Stella set her jaw at that, willing herself not to totally lose her shit all over him, but already knowing she was about to blow. “And?”
“Just wanted to share with you, that’s all.”
“Because you want to show me up.”
Jeff frowned. “That’s not what I want.”
“No?” Stella waved a dismissive hand. “Really? Then what’s this spreadsheet about, Jeff?”
But she knew what it was about, without him even having to respond. Jeff was trying to prove to her in his underhanded way that he was as much a parent to Tristan as she was. That just because she did the majority of the day-to-day stuff didn’t mean he didn’t do his share too—the money he’d spent evidence of his parenting. Typical Jeff.

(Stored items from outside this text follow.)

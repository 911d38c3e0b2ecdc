//! Ordered entry store

use chrono::{DateTime, Utc};

use super::CacheEntry;

/// Entries in insertion order; position `n` pairs with index ordinal `n`
#[derive(Debug, Clone, Default)]
pub struct EntryStore {
    entries: Vec<CacheEntry>,
}

impl EntryStore {
    pub fn new() -> Self {
        Self::default()
    }

    pub fn from_entries(entries: Vec<CacheEntry>) -> Self {
        Self { entries }
    }

    pub fn len(&self) -> usize {
        self.entries.len()
    }

    pub fn is_empty(&self) -> bool {
        self.entries.is_empty()
    }

    pub fn entries(&self) -> &[CacheEntry] {
        &self.entries
    }

    pub fn get(&self, position: usize) -> Option<&CacheEntry> {
        self.entries.get(position)
    }

    pub fn get_mut(&mut self, position: usize) -> Option<&mut CacheEntry> {
        self.entries.get_mut(position)
    }

    pub fn contains_id(&self, entry_id: &str) -> bool {
        self.entries.iter().any(|e| e.entry_id() == entry_id)
    }

    pub fn push(&mut self, entry: CacheEntry) {
        self.entries.push(entry);
    }

    /// Remove and return the entry at `position`, shifting later entries down
    pub fn remove(&mut self, position: usize) -> CacheEntry {
        self.entries.remove(position)
    }

    /// Position of the entry with the smallest `created_at`; the first such
    /// entry in store order wins ties
    pub fn oldest_position(&self) -> Option<usize> {
        self.entries
            .iter()
            .enumerate()
            .min_by_key(|(position, entry)| (entry.created_at(), *position))
            .map(|(position, _)| position)
    }

    /// Split into entries younger than `max_age_hours` and the rest, keeping order
    pub fn partition_by_age(
        &self,
        now: DateTime<Utc>,
        max_age_hours: f64,
    ) -> (Vec<CacheEntry>, Vec<CacheEntry>) {
        self.entries
            .iter()
            .cloned()
            .partition(|entry| entry.age_hours(now) < max_age_hours)
    }

    /// Count entries past the TTL that still occupy capacity
    pub fn expired_count(&self, now: DateTime<Utc>, ttl_hours: u64) -> usize {
        self.entries
            .iter()
            .filter(|e| e.is_expired(now, ttl_hours))
            .count()
    }

    pub fn oldest_created_at(&self) -> Option<DateTime<Utc>> {
        self.entries.iter().map(|e| e.created_at()).min()
    }

    pub fn newest_created_at(&self) -> Option<DateTime<Utc>> {
        self.entries.iter().map(|e| e.created_at()).max()
    }

    pub fn into_entries(self) -> Vec<CacheEntry> {
        self.entries
    }
}
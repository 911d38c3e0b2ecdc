//! Semantic cache domain models and traits
//!
//! Matches incoming queries against previously answered ones by embedding
//! similarity rather than exact key equality.

mod config;
mod entry;
mod index;
mod metrics;
mod persistence;
mod store;

pub use config::SemanticCacheConfig;
pub use entry::{
    entry_id_for, hash_query, CacheEntry, CacheHit, CacheStoreRequest, CachedQuery,
    CachedResponse, TokenUsage,
};
pub use index::{IndexMatch, IndexSnapshot, VectorIndex};
pub use metrics::{CacheMetrics, CacheStats, CacheStatsConfig};
pub use persistence::{CacheSnapshot, CacheSnapshotStore};
pub use store::EntryStore;
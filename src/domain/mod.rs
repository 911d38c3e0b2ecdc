//! Domain layer - Core cache entities and traits

pub mod embedding;
pub mod error;
pub mod semantic_cache;

pub use embedding::{EmbeddingProvider, EmbeddingRequest, EmbeddingResponse};
pub use error::DomainError;
pub use semantic_cache::{
    CacheEntry, CacheHit, CacheMetrics, CacheStats, CacheStoreRequest, SemanticCacheConfig,
    VectorIndex,
};
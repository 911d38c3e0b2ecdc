//! Embedding provider trait definition

use async_trait::async_trait;
use std::fmt::Debug;

use super::{EmbeddingRequest, EmbeddingResponse};
use crate::domain::DomainError;

/// Trait for embedding providers (OpenAI-compatible HTTP, local hashing, ...)
#[async_trait]
pub trait EmbeddingProvider: Send + Sync + Debug {
    /// Generate embeddings for the given input
    async fn embed(&self, request: EmbeddingRequest) -> Result<EmbeddingResponse, DomainError>;

    /// Get the provider name
    fn provider_name(&self) -> &'static str;

    /// Get the embedding dimensions for a model, when known up front
    fn dimensions(&self, model: &str) -> Option<usize>;
}
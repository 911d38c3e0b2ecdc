//! Semantic cache configuration

use std::path::PathBuf;

use serde::{Deserialize, Serialize};

use crate::domain::DomainError;

/// Configuration for the semantic cache
#[derive(Debug, Clone, Serialize, Deserialize)]
pub struct SemanticCacheConfig {
    /// Where the binary vector index snapshot is written
    #[serde(default = "default_index_path")]
    pub index_path: PathBuf,

    /// Where the tabular entry records are written
    #[serde(default = "default_store_path")]
    pub store_path: PathBuf,

    /// Embedding model name, forwarded to the embedding provider
    #[serde(default = "default_model_name")]
    pub model_name: String,

    /// Similarity threshold for cache hits (0.0 to 1.0)
    #[serde(default = "default_similarity_threshold")]
    pub similarity_threshold: f32,

    /// Maximum number of entries to keep
    #[serde(default = "default_max_cache_size")]
    pub max_cache_size: usize,

    /// Age in hours after which an entry no longer answers lookups
    #[serde(default = "default_ttl_hours")]
    pub ttl_hours: u64,

    /// Keep each entry's vector in memory and on disk.
    ///
    /// Off: rebuilds after eviction or sweeps re-embed every survivor.
    /// On: rebuilds reuse the stored vectors at the cost of larger snapshots.
    #[serde(default)]
    pub retain_embeddings: bool,
}

fn default_index_path() -> PathBuf {
    PathBuf::from("data/semantic_cache/index.bin")
}

fn default_store_path() -> PathBuf {
    PathBuf::from("data/semantic_cache/entries.jsonl")
}

fn default_model_name() -> String {
    "all-MiniLM-L6-v2".to_string()
}

fn default_similarity_threshold() -> f32 {
    0.9
}

fn default_max_cache_size() -> usize {
    1000
}

fn default_ttl_hours() -> u64 {
    24
}

impl Default for SemanticCacheConfig {
    fn default() -> Self {
        Self {
            index_path: default_index_path(),
            store_path: default_store_path(),
            model_name: default_model_name(),
            similarity_threshold: default_similarity_threshold(),
            max_cache_size: default_max_cache_size(),
            ttl_hours: default_ttl_hours(),
            retain_embeddings: false,
        }
    }
}

impl SemanticCacheConfig {
    pub fn new() -> Self {
        Self::default()
    }

    /// Set both persistence paths
    pub fn with_paths(mut self, index_path: impl Into<PathBuf>, store_path: impl Into<PathBuf>) -> Self {
        self.index_path = index_path.into();
        self.store_path = store_path.into();
        self
    }

    pub fn with_model_name(mut self, model: impl Into<String>) -> Self {
        self.model_name = model.into();
        self
    }

    /// Set the similarity threshold, clamped to [0, 1]
    pub fn with_similarity_threshold(mut self, threshold: f32) -> Self {
        self.similarity_threshold = threshold.clamp(0.0, 1.0);
        self
    }

    pub fn with_max_cache_size(mut self, max: usize) -> Self {
        self.max_cache_size = max;
        self
    }

    pub fn with_ttl_hours(mut self, hours: u64) -> Self {
        self.ttl_hours = hours;
        self
    }

    pub fn with_retain_embeddings(mut self, retain: bool) -> Self {
        self.retain_embeddings = retain;
        self
    }

    /// Reject values the cache cannot operate with
    pub fn validate(&self) -> Result<(), DomainError> {
        if !(0.0..=1.0).contains(&self.similarity_threshold) {
            return Err(DomainError::configuration(format!(
                "similarity_threshold must be within [0, 1], got {}",
                self.similarity_threshold
            )));
        }

        if self.max_cache_size == 0 {
            return Err(DomainError::configuration(
                "max_cache_size must be a positive integer",
            ));
        }

        if self.ttl_hours == 0 {
            return Err(DomainError::configuration(
                "ttl_hours must be a positive integer",
            ));
        }

        if self.model_name.trim().is_empty() {
            return Err(DomainError::configuration("model_name must not be empty"));
        }

        if self.index_path == self.store_path {
            return Err(DomainError::configuration(
                "index_path and store_path must point to different files",
            ));
        }

        Ok(())
    }
}
impl SemanticCacheService {
    /// Create a service backed by a flat inner-product index, restoring any
    /// previously saved snapshot
    pub fn new(
        config: SemanticCacheConfig,
        embedding_provider: Arc<dyn EmbeddingProvider>,
        persistence: Arc<dyn CacheSnapshotStore>,
    ) -> Result<Self, DomainError> {
        Self::with_index(
            config,
            embedding_provider,
            persistence,
            Box::new(FlatInnerProductIndex::new()),
        )
    }

    /// Create a service with a custom (empty) vector index implementation
    pub fn with_index(
        config: SemanticCacheConfig,
        embedding_provider: Arc<dyn EmbeddingProvider>,
        persistence: Arc<dyn CacheSnapshotStore>,
        index: Box<dyn VectorIndex>,
    ) -> Result<Self, DomainError> {
        config.validate()?;

        if index.count() != 0 {
            return Err(DomainError::configuration(
                "vector index must be empty when the cache is constructed",
            ));
        }

        let expected_dimension = embedding_provider.dimensions(&config.model_name);
        let state = Self::restore_state(
            &config,
            persistence.as_ref(),
            index.as_ref(),
            expected_dimension,
        );

        Ok(Self {
            state: RwLock::new(state),
            embedding_provider,
            persistence,
            config,
        })
    }

    /// Get the configuration
    pub fn config(&self) -> &SemanticCacheConfig {
        &self.config
    }

    /// Store a response for a query and return the new entry id.
    ///
    /// If this pushes the cache past capacity, the entry with the earliest
    /// creation time is evicted and the index rebuilt from the survivors.
    /// Nothing is committed unless every embedding succeeds.
    pub async fn store(&self, request: CacheStoreRequest) -> Result<String, DomainError> {
        let vector = self.embed(&request.query_text).await?;

        let mut state = self.state.write().await;
        let now = Utc::now();
        let (mut query, response) = request.into_parts(now);

        let entry_id = unique_entry_id(&state.store, &entry_id_for(&query.query_hash, now));

        if self.config.retain_embeddings {
            query.embedding = Some(vector.clone());
        }

        let entry = CacheEntry::new(entry_id.clone(), query, response);

        if state.store.len() < self.config.max_cache_size {
            state.index.add(vector)?;
            state.store.push(entry);
        } else {
            let mut candidates = EntryStore::from_entries(state.store.entries().to_vec());
            candidates.push(entry);

            let victim = candidates
                .oldest_position()
                .ok_or_else(|| DomainError::internal("eviction on an empty cache"))?;
            let evicted = candidates.remove(victim);
            let survivors = candidates.into_entries();

            let pending = Some((entry_id.as_str(), vector.as_slice()));
            let index = self
                .rebuild_index(state.index.as_ref(), &survivors, pending)
                .await?;

            state.store = EntryStore::from_entries(survivors);
            state.index = index;
            state.evictions += 1;
            record_cache_eviction();

            debug!(
                evicted = evicted.entry_id(),
                created_at = %evicted.created_at(),
                "Evicted oldest semantic cache entry"
            );
        }

        record_cache_store();
        debug!(entry_id = %entry_id, entries = state.store.len(), "Stored semantic cache entry");

        self.persist(&state);

        Ok(entry_id)
    }

    /// Look up a cached response for a semantically similar query.
    ///
    /// `similarity_threshold` overrides the configured threshold for this
    /// call only; it is clamped to `[0, 1]` and must be finite. Expired entries produce a miss but stay in place until a
    /// sweep.
    pub async fn get(
        &self,
        query_text: &str,
        similarity_threshold: Option<f32>,
    ) -> Result<Option<CacheHit>, DomainError> {
        let threshold = match similarity_threshold {
            Some(t) if !t.is_finite() => {
                return Err(DomainError::validation(format!(
                    "similarity threshold must be a finite number, got {}",
                    t
                )));
            }
            Some(t) => t.clamp(0.0, 1.0),
            None => self.config.similarity_threshold,
        };

        if self.state.read().await.index.count() == 0 {
            debug!("Semantic cache miss: cache is empty");
            return Ok(self.state.write().await.record_miss(LookupOutcome::EmptyCache));
        }

        let vector = self.embed(query_text).await?;

        let mut state = self.state.write().await;
        let now = Utc::now();

        let best = state.index.search(&vector, 1).into_iter().next();
        let Some(best) = best else {
            return Ok(state.record_miss(LookupOutcome::NoCandidate));
        };

        if best.similarity < threshold {
            debug!(
                similarity = best.similarity,
                threshold, "Semantic cache miss: below threshold"
            );
            return Ok(state.record_miss(LookupOutcome::BelowThreshold));
        }

        let ttl_hours = self.config.ttl_hours;
        let rejected = match state.store.get(best.ordinal) {
            None => {
                warn!(
                    ordinal = best.ordinal,
                    "Index ordinal has no matching entry, treating as a miss"
                );
                Some(LookupOutcome::NoCandidate)
            }
            Some(entry) if entry.is_expired(now, ttl_hours) => {
                debug!(entry_id = entry.entry_id(), "Semantic cache miss: entry expired");
                Some(LookupOutcome::Expired)
            }
            Some(_) => None,
        };

        if let Some(outcome) = rejected {
            return Ok(state.record_miss(outcome));
        }

        let CacheState { store, metrics, .. } = &mut *state;
        let entry = store
            .get_mut(best.ordinal)
            .ok_or_else(|| DomainError::internal("matched entry disappeared"))?;

        entry.record_hit(now);
        metrics.record_hit(best.similarity);
        record_cache_lookup(LookupOutcome::Hit);

        debug!(
            entry_id = entry.entry_id(),
            similarity = best.similarity,
            hit_count = entry.hit_count(),
            "Semantic cache hit"
        );

        Ok(Some(CacheHit {
            entry_id: entry.entry_id().to_string(),
            query: entry.query().without_embedding(),
            response: entry.response().clone(),
            similarity_score: best.similarity,
            hit_count: entry.hit_count(),
            age_hours: entry.age_hours(now),
        }))
    }

    /// Remove every entry at least `max_age_hours` old (default: the TTL)
    /// and return how many were removed
    pub async fn invalidate_by_age(&self, max_age_hours: Option<f64>) -> Result<usize, DomainError> {
        let max_age = max_age_hours.unwrap_or(self.config.ttl_hours as f64);

        if max_age.is_nan() || max_age < 0.0 {
            return Err(DomainError::validation(format!(
                "max_age_hours must be a non-negative number, got {}",
                max_age
            )));
        }

        let mut state = self.state.write().await;
        let (kept, removed) = state.store.partition_by_age(Utc::now(), max_age);

        if removed.is_empty() {
            return Ok(0);
        }

        let index = self.rebuild_index(state.index.as_ref(), &kept, None).await?;

        state.store = EntryStore::from_entries(kept);
        state.index = index;

        record_cache_sweep(removed.len());
        info!(
            removed = removed.len(),
            remaining = state.store.len(),
            max_age_hours = max_age,
            "Swept aged semantic cache entries"
        );

        self.persist(&state);

        Ok(removed.len())
    }

    /// Drop every entry, reset metrics and persist the empty cache
    pub async fn invalidate_all(&self) {
        let mut state = self.state.write().await;

        let removed = state.store.len();
        let index = state.index.fresh();
        state.store = EntryStore::new();
        state.index = index;
        state.metrics.reset();
        state.evictions = 0;

        info!(removed, "Cleared semantic cache");

        self.persist(&state);
    }

    /// Snapshot of the lookup counters
    pub async fn get_metrics(&self) -> CacheMetrics {
        self.state.read().await.metrics.clone()
    }

    /// Snapshot of contents, counters and configuration
    pub async fn get_stats(&self) -> CacheStats {
        let state = self.state.read().await;
        let now = Utc::now();

        CacheStats {
            total_entries: state.store.len(),
            index_size: state.index.count(),
            expired_entries: state.store.expired_count(now, self.config.ttl_hours),
            evictions: state.evictions,
            oldest_entry: state.store.oldest_created_at(),
            newest_entry: state.store.newest_created_at(),
            metrics: state.metrics.clone(),
            config: CacheStatsConfig {
                model_name: self.config.model_name.clone(),
                similarity_threshold: self.config.similarity_threshold,
                max_cache_size: self.config.max_cache_size,
                ttl_hours: self.config.ttl_hours,
                retain_embeddings: self.config.retain_embeddings,
                index_path: self.config.index_path.clone(),
                store_path: self.config.store_path.clone(),
            },
        }
    }

    /// Number of stored entries
    pub async fn len(&self) -> usize {
        self.state.read().await.store.len()
    }

    pub async fn is_empty(&self) -> bool {
        self.len().await == 0
    }

    /// Embed and normalize text
    async fn embed(&self, text: &str) -> Result<Vec<f32>, DomainError> {
        let request = EmbeddingRequest::single(&self.config.model_name, text);
        let response = self.embedding_provider.embed(request).await?;

        let vector = response.into_first().ok_or_else(|| {
            DomainError::provider(
                self.embedding_provider.provider_name(),
                "No embedding returned",
            )
        })?;

        Ok(l2_normalize(vector))
    }

    /// Build a fresh index holding one vector per survivor, in order.
    ///
    /// `pending` carries the vector of an entry that was just embedded and
    /// needs no second call to the provider.
    async fn rebuild_index(
        &self,
        template: &dyn VectorIndex,
        survivors: &[CacheEntry],
        pending: Option<(&str, &[f32])>,
    ) -> Result<Box<dyn VectorIndex>, DomainError> {
        let mut index = template.fresh();
        let mut reembedded = 0usize;

        for entry in survivors {
            let vector = match (pending, entry.embedding()) {
                (Some((id, vector)), _) if id == entry.entry_id() => vector.to_vec(),
                (_, Some(retained)) if self.config.retain_embeddings => retained.to_vec(),
                _ => {
                    reembedded += 1;
                    self.embed(entry.query_text()).await?
                }
            };

            index.add(vector)?;
        }

        debug!(
            survivors = survivors.len(),
            reembedded, "Rebuilt semantic cache index"
        );

        Ok(index)
    }

    /// Best-effort snapshot write; in-memory state stays authoritative
    fn persist(&self, state: &CacheState) {
        if let Err(e) = self.persistence.save(&state.snapshot()) {
            warn!(
                error = %e,
                "Failed to persist semantic cache; changes will be lost on restart"
            );
        }
    }

    /// Rebuild state from the last snapshot. Any unusable snapshot, including
    /// one written with a different embedding dimension, yields an empty cache.
    fn restore_state(
        config: &SemanticCacheConfig,
        persistence: &dyn CacheSnapshotStore,
        template: &dyn VectorIndex,
        expected_dimension: Option<usize>,
    ) -> CacheState {
        let snapshot = match persistence.load() {
            Ok(Some(snapshot)) => snapshot,
            Ok(None) => {
                info!("No semantic cache snapshot found, starting empty");
                return CacheState::empty(template);
            }
            Err(e) => {
                warn!(error = %e, "Failed to load semantic cache snapshot, starting empty");
                return CacheState::empty(template);
            }
        };

        if let Err(e) = snapshot.ensure_aligned() {
            warn!(error = %e, "Semantic cache snapshot is inconsistent, starting empty");
            return CacheState::empty(template);
        }

        if let (Some(saved), Some(expected)) = (snapshot.index.dimension, expected_dimension) {
            if saved != expected {
                warn!(
                    saved,
                    expected,
                    model = %config.model_name,
                    "Semantic cache snapshot was built with a different embedding dimension, starting empty"
                );
                return CacheState::empty(template);
            }
        }

        let CacheSnapshot {
            mut entries,
            index: mut index_snapshot,
        } = snapshot;

        if !config.retain_embeddings {
            entries.iter_mut().for_each(|e| e.set_embedding(None));
        }

        // A smaller capacity than the snapshot was written with: drop the
        // oldest rows from both artifacts, which keeps them aligned.
        let mut store = EntryStore::from_entries(entries);
        while store.len() > config.max_cache_size {
            let Some(oldest) = store.oldest_position() else {
                break;
            };
            store.remove(oldest);
            index_snapshot.vectors.remove(oldest);
        }

        let index = match template.restore(index_snapshot) {
            Ok(index) => index,
            Err(e) => {
                warn!(error = %e, "Failed to restore semantic cache index, starting empty");
                return CacheState::empty(template);
            }
        };

        info!(entries = store.len(), "Loaded semantic cache snapshot");

        CacheState {
            store,
            index,
            metrics: CacheMetrics::new(),
            evictions: 0,
        }
    }

    /// Shift an entry's creation time into the past
    #[cfg(test)]
    async fn backdate(&self, entry_id: &str, hours: i64) {
        let mut state = self.state.write().await;
        let position = state
            .store
            .entries()
            .iter()
            .position(|e| e.entry_id() == entry_id)
            .expect("entry to backdate");

        if let Some(entry) = state.store.get_mut(position) {
            entry.backdate(chrono::Duration::hours(hours));
        }
    }
}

Before he could answer, and she could see his desire to reply in every line of his face, Tristan, wrapped in a towel, hair wet, expression stormy, came into the kitchen. Stella’s eyebrows rose.
“There’s no hot water.”
“Shit,” she said with a sigh. “I’d hoped it was just temporary.”
“Something wrong with your hot water heater?” Jeff asked.
“Maybe.” To Tristan, she said, “Just do a pits and privates until I can take a look at it, okay?”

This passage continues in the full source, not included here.